Money  /  Retrieval

When The U.S. Government Tried To Replace Migrant Farmworkers With High Schoolers

When the blazing sun came up on the teenagers' first day of work, "everyone looked at each other, and said, 'What did we do?'"
Randy Carter/NPR

The year was 1965. On Cinco de Mayo, newspapers across the country reported that Secretary of Labor W. Willard Wirtz wanted to recruit 20,000 high schoolers to replace the hundreds of thousands of Mexican agricultural workers who had labored in the United States under the so-called Bracero Program. Started in World War II, the program was an agreement between the American and Mexican governments that brought Mexican men to pick harvests across the U.S. It ended in 1964, after years of accusations by civil rights activists like Cesar Chavez that migrants suffered wage theft and terrible working and living conditions.

But farmers complained — in words that echo today's headlines — that Mexican laborers did the jobs that Americans didn't want to do, and that the end of the Bracero Program meant that crops would rot in the fields.

Wirtz cited this labor shortage and a lack of summer jobs for high schoolers as reason enough for the program. But he didn't want just any band geek or nerd — he wanted jocks.

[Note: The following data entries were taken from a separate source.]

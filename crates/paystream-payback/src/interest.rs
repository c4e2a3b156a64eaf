//! Simple-interest and coverage arithmetic for the payback ledger.
//!
//! All computations are integer-only with u128 intermediates and truncating
//! division; rounding always favors the pool.

use paystream_core::constants::{PERCENT_DIVISOR, SECONDS_PER_YEAR};
use paystream_core::error::PaybackError;

/// Simple interest on `balance` at `apy_percent` over `elapsed` seconds.
///
/// `balance * apy_percent / 100 * elapsed / SECONDS_PER_YEAR`, computed as a
/// single u128 product to avoid intermediate truncation.
pub fn simple_interest(balance: u64, apy_percent: u64, elapsed: u64) -> Result<u64, PaybackError> {
    if balance == 0 || apy_percent == 0 || elapsed == 0 {
        return Ok(0);
    }

    let numerator = (balance as u128)
        .checked_mul(apy_percent as u128)
        .ok_or(PaybackError::ArithmeticOverflow)?
        .checked_mul(elapsed as u128)
        .ok_or(PaybackError::ArithmeticOverflow)?;
    let interest = numerator / (PERCENT_DIVISOR as u128 * SECONDS_PER_YEAR as u128);

    u64::try_from(interest).map_err(|_| PaybackError::ArithmeticOverflow)
}

/// Worst-case one-year obligation of `total_staked` at `apy_percent`.
///
/// `total_staked * (1 + apy_percent/100)`. The pool must retain at least
/// this much before a deposit is admitted. Coverage is priced for one year
/// only, even when the inactivity window is longer.
pub fn required_coverage(total_staked: u64, apy_percent: u64) -> Result<u64, PaybackError> {
    let factor = (PERCENT_DIVISOR as u128)
        .checked_add(apy_percent as u128)
        .ok_or(PaybackError::ArithmeticOverflow)?;
    let required = (total_staked as u128)
        .checked_mul(factor)
        .ok_or(PaybackError::ArithmeticOverflow)?
        / PERCENT_DIVISOR as u128;

    u64::try_from(required).map_err(|_| PaybackError::ArithmeticOverflow)
}
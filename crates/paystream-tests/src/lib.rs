//! Integration test suite for the paystream ledgers.
//!
//! This crate contains end-to-end lifecycle tests and adversarial tests
//! that attempt to break the money-handling invariants of both the
//! fixed-APY payback ledger and the streaming reward-rate ledger.

pub mod helpers;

"They can do the work," Wirtz said at a press conference in Washington, D.C., announcing the creation of the project, called A-TEAM — Athletes in Temporary Employment as Agricultural Manpower. "They are entitled to a chance at it." Standing beside him to lend gravitas were future Baseball Hall of Famers Stan Musial and Warren Spahn and future Pro Football Hall of Famer Jim Brown.

Over the ensuing weeks, the Department of Labor, the Department of Agriculture, and the President's Council on Physical Fitness bought ads on radio and in magazines to try to lure lettermen. "Farm Work Builds Men!" screamed one such promotion, which featured 1964 Heisman Trophy winner John Huarte.

Local newspapers across the country showcased their local A-TEAM with pride as they left for the summer. The Courier of Waterloo, Iowa, for instance, ran a photo of beaming, bespectacled but scrawny boys boarding a bus for Salinas, where strawberries and asparagus awaited their smooth hands. "A teacher-coach from [the nearby town of] Cresco will serve as adviser to all 31," students, the Courier reassured its readers.

But the national press was immediately skeptical. "Dealing with crops which grow close to the ground requires a good deal stronger motive" than money or the prospects of a good workout, argued a Detroit Free Press editorial. "Like, for instance, gnawing hunger."